The Volt settlement still needs court approval. The company reported it will not be required to pay any monetary penalty, but the settlement does require the company to comply with federal securities laws. The SEC complaint in the lawsuit reported the probe involved $7.55 million that was improperly recorded as earned revenue in 2007. The investigation was first announced in November 2010.
Also today, the SEC filed suit against Egan claiming he participated in a scheme to materially over state revenue.
Egan signed and filed financial statements reporting $7.55 million in revenue for the fiscal year ended Oct. 28, 2007, that had not been earned and was not recognizable under U.S. Generally Accepted Accounting Principles, according to the SEC. The improper revenue caused Volt’s net income to be materially overstated.

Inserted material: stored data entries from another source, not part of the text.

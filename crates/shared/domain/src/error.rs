//! Domain-level errors.
//!
//! These errors represent business rule violations and domain logic failures.
//! They are independent of infrastructure concerns (HTTP, database).

use thiserror::Error;

/// Domain-specific errors for business rule violations.
#[derive(Error, Debug, Clone)]
pub enum DomainError {
    /// Validation failed for a field or input
    #[error("Validation error: {0}")]
    Validation(String),

    /// Password-related errors
    #[error("Password error: {0}")]
    Password(String),

    /// Entity not found
    #[error("Not found: {0}")]
    NotFound(String),

    /// Required collaborator is missing or misconfigured
    #[error("Configuration error: {0}")]
    Configuration(String),

    /// Internal domain error
    #[error("Internal error: {0}")]
    Internal(String),
}

impl DomainError {
    /// Create a validation error
    pub fn validation(msg: impl Into<String>) -> Self {
        DomainError::Validation(msg.into())
    }

    /// Create a password error
    pub fn password(msg: impl Into<String>) -> Self {
        DomainError::Password(msg.into())
    }

    /// Create a not found error
    pub fn not_found(entity: impl Into<String>) -> Self {
        DomainError::NotFound(entity.into())
    }

    /// Create a configuration error
    pub fn configuration(msg: impl Into<String>) -> Self {
        DomainError::Configuration(msg.into())
    }

    /// Create an internal error
    pub fn internal(msg: impl Into<String>) -> Self {
        DomainError::Internal(msg.into())
    }
}

/// Result type alias for domain operations
pub type DomainResult<T> = Result<T, DomainError>;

The complaint also alleges that the scheme relied on fabricated paperwork purporting to be a contract selling software to a customer, according to the SEC. Egan knew that any sale of the software was impossible because Volt intended to lease the same software to the same customer the following year, the SEC reported.

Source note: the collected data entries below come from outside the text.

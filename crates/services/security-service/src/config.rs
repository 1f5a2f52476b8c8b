//! Security service configuration.

use std::env;

use common::DatabaseConfig;

/// Security service configuration.
#[derive(Debug, Clone)]
pub struct SecurityServiceConfig {
    /// Database holding users, roles and role assignments
    pub database: DatabaseConfig,
    /// Apply pending migrations when connecting
    pub auto_migrate: bool,
}

impl SecurityServiceConfig {
    /// Load configuration from environment variables.
    pub fn from_env() -> Self {
        dotenvy::dotenv().ok();

        Self {
            database: DatabaseConfig::from_env("SECURITY"),
            auto_migrate: env::var("SECURITY_AUTO_MIGRATE")
                .ok()
                .and_then(|v| v.parse().ok())
                .unwrap_or(true),
        }
    }

    /// In-memory SQLite configuration, for tests and demos.
    pub fn in_memory() -> Self {
        Self {
            database: DatabaseConfig::in_memory(),
            auto_migrate: true,
        }
    }
}

impl Default for SecurityServiceConfig {
    fn default() -> Self {
        Self {
            database: DatabaseConfig::default(),
            auto_migrate: true,
        }
    }
}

The complaint also alleges Egan misled Volt’s external auditors.
The SEC is seeking to have Egan pay a monetary penalty and be prohibited from acting as an officer or director.
Egan’s employment at Volt was terminated in February 2012.

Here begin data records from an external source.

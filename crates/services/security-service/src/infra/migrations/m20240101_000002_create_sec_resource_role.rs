//! Migration: Create the table of database-defined roles.

use sea_orm_migration::prelude::*;

#[derive(DeriveMigrationName)]
pub struct Migration;

#[async_trait::async_trait]
impl MigrationTrait for Migration {
    async fn up(&self, manager: &SchemaManager) -> Result<(), DbErr> {
        manager
            .create_table(
                Table::create()
                    .table(SecResourceRole::Table)
                    .if_not_exists()
                    .col(
                        ColumnDef::new(SecResourceRole::Code)
                            .string_len(255)
                            .not_null()
                            .primary_key(),
                    )
                    .col(ColumnDef::new(SecResourceRole::Name).string().not_null())
                    .col(ColumnDef::new(SecResourceRole::Description).text().null())
                    .col(
                        ColumnDef::new(SecResourceRole::CreatedAt)
                            .timestamp_with_time_zone()
                            .not_null(),
                    )
                    .to_owned(),
            )
            .await
    }

    async fn down(&self, manager: &SchemaManager) -> Result<(), DbErr> {
        manager
            .drop_table(Table::drop().table(SecResourceRole::Table).to_owned())
            .await
    }
}

#[derive(Iden)]
enum SecResourceRole {
    Table,
    Code,
    Name,
    Description,
    CreatedAt,
}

An SEC lawsuit filed against Volt and Debra Hobbs, the former CFO of the Volt division where the alleged fraud took place, was settled, the SEC reported. The company and Hobbs have cooperated with the investigation, although a court must still approve the settlements.
Volt reported it is now in the process of preparing restated financial statements. The company has held off on releasing new 10-K annual financial statements since the probe began, and the company had moved from trading on the New York Stock Exchange to the OTC Markets Group.
“We have cooperated with the SEC throughout this investigation and we have made a significant investment in reviewing and improving our accounting processes and internal controls,” said CEO Ron Kochman. “We are pleased to resolve this matter and move forward with completing our financial restatement and continuing to deliver outstanding services and products to our customers.”
Volt ranks No. 11 on Staffing Industry Analysts’ list of largest U.S. staffing firms.